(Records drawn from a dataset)

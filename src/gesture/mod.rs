// RoundWatch — Gesture Recognizer
//
// Per tick, strictly in this order:
//   raw sample → calibration → momentum → tilt state → tilt history
//   → flick command → command history → combination
//
// All state lives in `GestureRecognizer`; `tick` takes the current time so
// the pipeline can be driven by the board loop or a test harness alike.

pub mod calibration;
pub mod combination;
pub mod command;
pub mod history;
pub mod momentum;
pub mod tilt;

use crate::config::{Calibration, GestureConfig};
use crate::events::{CalibratedReading, Combination, Command, RawSample, TiltState};

use self::history::{EdgeHistory, Stamped};
use self::momentum::Momentum;

pub struct GestureRecognizer {
    config: GestureConfig,
    calibration: Calibration,
    reading: CalibratedReading,
    momentum: Momentum,
    tilt_state: TiltState,
    tilt_history: EdgeHistory<TiltState>,
    current_command: Stamped<Command>,
    command_history: EdgeHistory<Command>,
    combination: Combination,
}

impl GestureRecognizer {
    pub fn new(config: GestureConfig, calibration: Calibration, now_ms: u32) -> Self {
        Self {
            config,
            calibration,
            reading: CalibratedReading::default(),
            momentum: Momentum::new(config.momentum_max),
            tilt_state: TiltState::Resting,
            tilt_history: EdgeHistory::filled(TiltState::Resting, now_ms),
            current_command: Stamped::new(Command::None, now_ms),
            command_history: EdgeHistory::filled(Command::None, now_ms),
            combination: Combination::None,
        }
    }

    /// Run one pipeline pass over `raw`.
    ///
    /// Returns the combination raised by *this* tick, if any. A raised
    /// combination is also latched in [`combination`](Self::combination)
    /// until the consumer calls [`take_combination`](Self::take_combination).
    pub fn tick(&mut self, raw: &RawSample, now_ms: u32) -> Combination {
        self.reading = calibration::calibrate(raw, &self.calibration);
        self.momentum.update(self.reading.accel);

        self.tilt_state = tilt::classify(self.reading.gyro);
        if self.tilt_history.push_if_changed(self.tilt_state, now_ms) {
            log::trace!("tilt → {}", self.tilt_state);
        }

        let cmd = command::from_history(&self.tilt_history);
        if !cmd.is_none() && cmd != self.current_command.value {
            self.current_command = Stamped::new(cmd, now_ms);
            self.command_history.push(cmd, now_ms);
            log::debug!("command: {}", cmd);
        }

        let fired = combination::detect(&self.command_history, now_ms, &self.config);
        if !fired.is_none() {
            log::info!("combination: {}", fired);
            self.combination = fired;
            self.command_history.reset(Command::None, now_ms);
        }
        fired
    }

    pub fn config(&self) -> &GestureConfig {
        &self.config
    }

    pub fn reading(&self) -> CalibratedReading {
        self.reading
    }

    pub fn momentum(&self) -> &Momentum {
        &self.momentum
    }

    /// Consumers zero momentum on collisions.
    pub fn momentum_mut(&mut self) -> &mut Momentum {
        &mut self.momentum
    }

    pub fn tilt_state(&self) -> TiltState {
        self.tilt_state
    }

    pub fn tilt_history(&self) -> &EdgeHistory<TiltState> {
        &self.tilt_history
    }

    /// Most recently accepted command. Not cleared when a combination
    /// resets the command history.
    pub fn current_command(&self) -> Stamped<Command> {
        self.current_command
    }

    pub fn command_history(&self) -> &EdgeHistory<Command> {
        &self.command_history
    }

    /// The latched combination, without clearing it.
    pub fn combination(&self) -> Combination {
        self.combination
    }

    /// Read and clear the latched combination.
    pub fn take_combination(&mut self) -> Combination {
        core::mem::take(&mut self.combination)
    }
}

impl Default for GestureRecognizer {
    fn default() -> Self {
        Self::new(GestureConfig::default(), Calibration::default(), 0)
    }
}

#[cfg(test)]
mod tests {
    use super::*;
    use crate::events::Axes;

    // Zero biases so raw gyro counts map straight to °/s (×64).
    fn unbiased() -> GestureRecognizer {
        let cal = Calibration {
            accel_bias: [0.0; 3],
            gyro_bias: [0.0; 3],
            ..Calibration::default()
        };
        GestureRecognizer::new(GestureConfig::default(), cal, 0)
    }

    fn gyro(x: i16, y: i16, z: i16) -> RawSample {
        RawSample::new(0, 0, 0, x * 64, y * 64, z * 64)
    }

    const REST: RawSample = RawSample::new(0, 0, 0, 0, 0, 0);

    fn twist_left() -> RawSample {
        gyro(0, 0, 40)
    }

    fn twist_right() -> RawSample {
        gyro(0, 0, -40)
    }

    /// Feed a flick (state, opposite, rest) one tick each starting at `t`.
    fn flick(r: &mut GestureRecognizer, first: RawSample, second: RawSample, t: u32) -> Combination {
        let mut out = Combination::None;
        for (i, s) in [first, second, REST].iter().enumerate() {
            let c = r.tick(s, t + i as u32 * 50);
            if !c.is_none() {
                out = c;
            }
        }
        out
    }

    #[test]
    fn tilt_history_records_edges_only() {
        let mut r = unbiased();
        for t in 0..10 {
            r.tick(&gyro(20, 0, 0), t * 10);
        }
        assert_eq!(r.tilt_state(), TiltState::TiltRight);
        assert_eq!(
            r.tilt_history().values(),
            [TiltState::Resting, TiltState::Resting, TiltState::TiltRight]
        );
        assert_eq!(r.tilt_history().newest().at_ms, 0);
    }

    #[test]
    fn tilt_state_flickers_with_jitter() {
        let mut r = unbiased();
        r.tick(&gyro(20, 0, 0), 0);
        r.tick(&gyro(0, 20, 0), 10);
        r.tick(&gyro(20, 0, 0), 20);
        assert_eq!(r.tilt_state(), TiltState::TiltRight);
        assert_eq!(
            r.tilt_history().values(),
            [TiltState::TiltRight, TiltState::TiltUp, TiltState::TiltRight]
        );
        assert_eq!(r.current_command().value, Command::None);
    }

    #[test]
    fn flick_raises_command_once() {
        let mut r = unbiased();
        flick(&mut r, gyro(-30, 0, 0), gyro(30, 0, 0), 0);
        assert_eq!(r.current_command().value, Command::TiltLeft);
        assert_eq!(r.command_history().newest().value, Command::TiltLeft);

        // Holding still keeps re-deriving the same command; it is not re-pushed.
        for t in 0..20 {
            r.tick(&REST, 200 + t * 50);
        }
        assert_eq!(
            r.command_history().values(),
            [Command::None, Command::None, Command::TiltLeft]
        );
    }

    #[test]
    fn lrl_fires_once_and_clears_history() {
        let mut r = unbiased();
        let mut t = 1_000;
        assert!(flick(&mut r, twist_left(), twist_right(), t).is_none());
        t += 150;
        assert!(flick(&mut r, twist_right(), twist_left(), t).is_none());
        t += 150;
        let fired = flick(&mut r, twist_left(), twist_right(), t);
        assert_eq!(fired, Combination::Lrl);
        assert_eq!(r.combination(), Combination::Lrl);
        assert_eq!(r.command_history().values(), [Command::None; 3]);

        // Next tick without new commands: nothing new fires.
        assert!(r.tick(&REST, t + 200).is_none());
        assert_eq!(r.take_combination(), Combination::Lrl);
        assert!(r.combination().is_none());
        assert!(r.tick(&REST, t + 250).is_none());
    }

    #[test]
    fn latched_combination_persists_until_taken() {
        let mut r = unbiased();
        flick(&mut r, twist_left(), twist_right(), 0);
        flick(&mut r, twist_right(), twist_left(), 150);
        flick(&mut r, twist_left(), twist_right(), 300);
        for t in 0..5 {
            r.tick(&REST, 500 + t * 50);
            assert_eq!(r.combination(), Combination::Lrl);
        }
    }

    #[test]
    fn slow_gesture_never_fires() {
        let mut r = unbiased();
        flick(&mut r, twist_left(), twist_right(), 0);
        flick(&mut r, twist_right(), twist_left(), 2_500);
        let fired = flick(&mut r, twist_left(), twist_right(), 2_800);
        assert!(fired.is_none());
        assert!(r.combination().is_none());
    }

    #[test]
    fn momentum_follows_calibrated_accel() {
        let mut r = GestureRecognizer::default();
        // Default bias puts z at +11 (1.11 g) on a zero sample.
        r.tick(&REST, 0);
        assert_eq!(r.reading().accel, Axes::new(0, 0, 11));
        assert_eq!(r.momentum().value(), Axes::new(0, 0, 10));
        r.momentum_mut().reset();
        assert_eq!(r.momentum().value(), Axes::ZERO);
    }

    #[test]
    fn histories_never_repeat_consecutive_edges() {
        let mut r = unbiased();
        let samples = [
            gyro(10, 0, 0),
            gyro(-10, 0, 0),
            gyro(0, 10, 0),
            gyro(0, 0, 10),
            gyro(0, 0, -10),
            gyro(5, 5, 0),
            gyro(0, -10, 0),
            gyro(0, 10, 0),
        ];
        let mut seed: u32 = 7;
        let mut pushed_tilts = vec![];
        let mut pushed_cmds = vec![];
        for t in 0..2_000u32 {
            seed = seed.wrapping_mul(1_103_515_245).wrapping_add(12_345);
            let sample = samples[(seed >> 16) as usize % samples.len()];
            let before_tilt = r.tilt_history().newest();
            let before_cmd = r.current_command();
            r.tick(&sample, t * 20);
            if r.tilt_history().newest() != before_tilt {
                pushed_tilts.push(r.tilt_history().newest().value);
            }
            if r.current_command() != before_cmd {
                pushed_cmds.push(r.current_command().value);
            }
        }
        assert!(pushed_tilts.len() > 10);
        assert!(pushed_tilts.windows(2).all(|w| w[0] != w[1]));
        assert!(pushed_tilts[0] != TiltState::Resting);
        assert!(pushed_cmds.windows(2).all(|w| w[0] != w[1]));
        assert!(pushed_cmds.iter().all(|c| !c.is_none()));
    }
}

DESCRIPTION OF THE TASK. Up to and including the line that contains "pub struct GestureRecognizer", restate word for word every line of the entries, starting from the first.

RESULT FOR THIS EXERCISE.
filename src/gesture/mod.rs
// RoundWatch — Gesture Recognizer
//
// Per tick, strictly in this order:
//   raw sample → calibration → momentum → tilt state → tilt history
//   → flick command → command history → combination
//
// All state lives in `GestureRecognizer`; `tick` takes the current time so
// the pipeline can be driven by the board loop or a test harness alike.

pub mod calibration;
pub mod combination;
pub mod command;
pub mod history;
pub mod momentum;
pub mod tilt;

use crate::config::{Calibration, GestureConfig};
use crate::events::{CalibratedReading, Combination, Command, RawSample, TiltState};

use self::history::{EdgeHistory, Stamped};
use self::momentum::Momentum;

pub struct GestureRecognizer {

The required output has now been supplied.